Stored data

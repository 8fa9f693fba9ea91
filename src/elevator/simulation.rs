use log::debug;

use crate::elevator::Dispatcher;
use crate::shared::{Floor, SimulationResult};

/// Time units per floor of vertical travel.
pub const FLOOR_TRAVEL_TIME: u64 = 10;

pub fn simulate(start_floor: Floor, floors_to_visit: &[Floor]) -> SimulationResult {
    simulate_with(start_floor, floors_to_visit, FLOOR_TRAVEL_TIME)
}

/**
 * Runs one car from `start_floor` until every floor in `floors_to_visit` has been served.
 *
 * Floors are requested in the given order, which only matters for the initial direction.
 * Every stop is recorded, including stops in place, which cost no time.
 */
pub fn simulate_with(
    start_floor: Floor,
    floors_to_visit: &[Floor],
    floor_travel_time: u64,
) -> SimulationResult {
    let mut dispatcher = Dispatcher::new(start_floor);
    for &floor in floors_to_visit {
        dispatcher.add_destination(floor);
    }

    let mut result = SimulationResult::new(start_floor);
    let mut previous_floor = start_floor;

    while dispatcher.advance() {
        let floor = dispatcher.current_floor();
        let leg_time = floor
            .abs_diff(previous_floor)
            .saturating_mul(floor_travel_time);

        result.total_time = result.total_time.saturating_add(leg_time);
        result.visited_floors.push(floor);
        previous_floor = floor;
    }

    debug!(
        "Simulation from floor {} finished after {} stops, total time {}",
        start_floor,
        result.visited_floors.len() - 1,
        result.total_time
    );
    result
}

### What you have to do
Looking at the records above, work out how many lines include the word "stops", then give that number by itself.

### Solution to the exercise
2